(YOUR OBJECTIVE): Give again, exactly as written, each line of the material below starting at the line that contains "Dancing Queen,['ABBA'],['europop'],1976,82,1,0,0,0,1,0,0,0,0,b1" and ending at the line that contains "fs::write(&path, TEST_CATALOG_CSV)?;". Both ends count, and no other line does.
= Beginning of Section =
//! Recommendation and filter routes.

use axum::{
    body::Bytes,
    extract::State,
    response::{IntoResponse, Response},
    routing::{get, post},
    Json, Router,
};
use serde_json::Value;
use tracing::debug;

use crate::catalog::TrackSummary;
use crate::enrichment::{enrich, GuardedImageResolver};
use crate::error::RecommenderError;
use crate::query::YearQuery;

use super::state::{
    ServerState, SharedAttributeIndex, SharedCatalogQuery, SharedSimilarityEngine,
};

/// Empty or malformed bodies carry no fields at all.
fn parse_body(body: &Bytes) -> Value {
    serde_json::from_slice(body).unwrap_or(Value::Null)
}

fn required_field<'a>(body: &'a Value, name: &str) -> Result<&'a Value, RecommenderError> {
    match body.get(name) {
        None | Some(Value::Null) => Err(RecommenderError::MissingField(name.to_string())),
        Some(value) => Ok(value),
    }
}

fn required_string<'a>(body: &'a Value, name: &str) -> Result<&'a str, RecommenderError> {
    required_field(body, name)?
        .as_str()
        .ok_or_else(|| RecommenderError::InvalidArgument(format!("'{}' must be a string", name)))
}

async fn respond_enriched(
    resolver: &GuardedImageResolver,
    results: Vec<TrackSummary>,
) -> Response {
    Json(enrich(resolver.as_ref(), results).await).into_response()
}

async fn get_filters(State(attribute_index): State<SharedAttributeIndex>) -> impl IntoResponse {
    Json(attribute_index.filters())
}

async fn recommend_song(
    State(engine): State<SharedSimilarityEngine>,
    State(resolver): State<GuardedImageResolver>,
    body: Bytes,
) -> Result<Response, RecommenderError> {
    let body = parse_body(&body);
    let song_name = required_string(&body, "song_name")?;
    let results = engine.recommend(song_name)?;
    debug!("{} recommendations for \"{}\"", results.len(), song_name);
    Ok(respond_enriched(&resolver, results).await)
}

async fn search_artist(
    State(query): State<SharedCatalogQuery>,
    State(resolver): State<GuardedImageResolver>,
    body: Bytes,
) -> Result<Response, RecommenderError> {
    let body = parse_body(&body);
    let artist = required_string(&body, "artist")?;
    let results = query.search_by_artist(artist);
    Ok(respond_enriched(&resolver, results).await)
}

async fn search_genre(
    State(query): State<SharedCatalogQuery>,
    State(resolver): State<GuardedImageResolver>,
    body: Bytes,
) -> Result<Response, RecommenderError> {
    let body = parse_body(&body);
    let genre = required_string(&body, "genre")?;
    let results = query.search_by_genre(genre);
    Ok(respond_enriched(&resolver, results).await)
}

async fn search_year(
    State(query): State<SharedCatalogQuery>,
    State(resolver): State<GuardedImageResolver>,
    body: Bytes,
) -> Result<Response, RecommenderError> {
    let body = parse_body(&body);
    let year = YearQuery::parse(required_field(&body, "year")?)?;
    let results = query.search_by_year(year);
    Ok(respond_enriched(&resolver, results).await)
}

pub fn make_recommendation_routes(state: ServerState) -> Router {
    Router::new()
        .route("/filters", get(get_filters))
        .route("/recommend-song", post(recommend_song))
        .route("/search-artist", post(search_artist))
        .route("/search-genre", post(search_genre))
        .route("/search-year", post(search_year))
        .with_state(state)
}
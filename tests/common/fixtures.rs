//! Temporary catalog files for end-to-end tests.

use anyhow::Result;
use std::fs;
use std::path::PathBuf;
use tempfile::TempDir;

const CATALOG_FILE_NAME: &str = "clustered_df_with_genres.csv";

// Features order: valence, danceability, energy, tempo, acousticness,
// liveness, speechiness, instrumentalness.
const TEST_CATALOG_CSV: &str = r#"name,artists,genres,year,popularity,Cluster,valence,danceability,energy,tempo,acousticness,liveness,speechiness,instrumentalness,id
Smells Like Teen Spirit,['Nirvana'],"['grunge', 'rock']",1991,90,0,1,0,0,0,0,0,0,0,a1
Lithium,['Nirvana'],['grunge'],1991.0,75,0,0.9,0.1,0,0,0,0,0,0,a2
Everlong,['Foo Fighters'],['alternative rock'],1997,85,0,0.7,0.7,0,0,0,0,0,0,a3
Paranoid,['Black Sabbath'],"['hard rock', 'metal']",1970,70,0,0,1,0,0,0,0,0,0,a4
Sweet Child O' Mine,"[""Guns N' Roses""]",['hard rock'],1987,88,0.0,0.5,0,0.8,0,0,0,0,0,a5
Creep,['Radiohead'],['alternative rock'],1992,80,0,0,0,1,0,0,0,0,0,a6
Come As You Are,['Nirvana'],['grunge'],1991,78,0,0.8,0.2,0,0,0,0,0,0,a7
Broken Row,['Nobody'],['noise'],not a year,10,0,1,1,1,1,1,1,1,1,a8
Dancing Queen,['ABBA'],['europop'],1976,82,1,0,0,0,1,0,0,0,0,b1
Take On Me,['a-ha'],"['synthpop', 'new wave']",1985,84,1,0,0,0,0.9,0.1,0,0,0,b2
So What,['Miles Davis'],['jazz'],1959,60,2,0,0,0,0,0,0,0,1,c1
"#;

/// Writes the test catalog CSV into a fresh temporary directory.
///
/// Returns the directory guard, keep it alive for as long as the file is needed.
pub fn create_test_catalog() -> Result<(TempDir, PathBuf)> {
    let dir = TempDir::new()?;
    let path = dir.path().join(CATALOG_FILE_NAME);
    fs::write(&path, TEST_CATALOG_CSV)?;
    Ok((dir, path))
}
//! Test server lifecycle management
//!
//! Each test gets an isolated server on a random port, backed by its own
//! temporary catalog file.

use super::constants::*;
use super::fixtures::create_test_catalog;
use cluster_recommender_server::catalog::load_catalog;
use cluster_recommender_server::enrichment::{GuardedImageResolver, NoOpImageResolver};
use cluster_recommender_server::server::{make_app, RequestsLoggingLevel, ServerConfig};
use std::sync::Arc;
use std::time::Duration;
use tempfile::TempDir;
use tokio::net::TcpListener;

/// When dropped, the server gracefully shuts down and the temp catalog is removed.
pub struct TestServer {
    /// Base URL for making requests (e.g., "http://127.0.0.1:12345")
    pub base_url: String,

    pub port: u16,

    _temp_catalog_dir: TempDir,
    _shutdown_tx: Option<tokio::sync::oneshot::Sender<()>>,
}

impl TestServer {
    /// Spawns a server that never finds album art.
    pub async fn spawn() -> Self {
        Self::spawn_with_image_resolver(Arc::new(NoOpImageResolver)).await
    }

    /// Spawns a server on a random port using `image_resolver` for album art.
    ///
    /// # Panics
    ///
    /// Panics if the catalog cannot be created or loaded, the port cannot be
    /// bound, or the server doesn't become ready within the timeout.
    pub async fn spawn_with_image_resolver(image_resolver: GuardedImageResolver) -> Self {
        let (temp_catalog_dir, catalog_path) =
            create_test_catalog().expect("Failed to create test catalog");
        let catalog = Arc::new(load_catalog(&catalog_path).expect("Failed to load test catalog"));

        let listener = TcpListener::bind("127.0.0.1:0")
            .await
            .expect("Failed to bind to random port");
        let port = listener
            .local_addr()
            .expect("Failed to get local address")
            .port();
        let base_url = format!("http://127.0.0.1:{}", port);

        let (shutdown_tx, shutdown_rx) = tokio::sync::oneshot::channel::<()>();

        let config = ServerConfig {
            port,
            requests_logging_level: RequestsLoggingLevel::None,
            bind_address: "127.0.0.1".to_string(),
        };
        let app = make_app(config, catalog, image_resolver);

        tokio::spawn(async move {
            axum::serve(listener, app)
                .with_graceful_shutdown(async {
                    shutdown_rx.await.ok();
                })
                .await
                .expect("Server failed");
        });

        let server = Self {
            base_url,
            port,
            _temp_catalog_dir: temp_catalog_dir,
            _shutdown_tx: Some(shutdown_tx),
        };

        server.wait_for_ready().await;

        server
    }

    /// Polls the status route until it answers.
    async fn wait_for_ready(&self) {
        let client = reqwest::Client::builder()
            .timeout(Duration::from_millis(100))
            .build()
            .expect("Failed to build reqwest client");

        let start = std::time::Instant::now();
        let timeout = Duration::from_millis(SERVER_READY_TIMEOUT_MS);

        loop {
            if start.elapsed() > timeout {
                panic!(
                    "Server did not become ready within {}ms",
                    SERVER_READY_TIMEOUT_MS
                );
            }

            match client.get(format!("{}/", self.base_url)).send().await {
                Ok(response) if response.status().is_success() => return,
                _ => {
                    tokio::time::sleep(Duration::from_millis(SERVER_READY_POLL_INTERVAL_MS)).await;
                }
            }
        }
    }
}

impl Drop for TestServer {
    fn drop(&mut self) {
        if let Some(tx) = self._shutdown_tx.take() {
            let _ = tx.send(());
        }
    }
}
= End of Section =
(RESPONSE BELOW):
Dancing Queen,['ABBA'],['europop'],1976,82,1,0,0,0,1,0,0,0,0,b1
Take On Me,['a-ha'],"['synthpop', 'new wave']",1985,84,1,0,0,0,0.9,0.1,0,0,0,b2
So What,['Miles Davis'],['jazz'],1959,60,2,0,0,0,0,0,0,0,1,c1
"#;

/// Writes the test catalog CSV into a fresh temporary directory.
///
/// Returns the directory guard, keep it alive for as long as the file is needed.
pub fn create_test_catalog() -> Result<(TempDir, PathBuf)> {
    let dir = TempDir::new()?;
    let path = dir.path().join(CATALOG_FILE_NAME);
    fs::write(&path, TEST_CATALOG_CSV)?;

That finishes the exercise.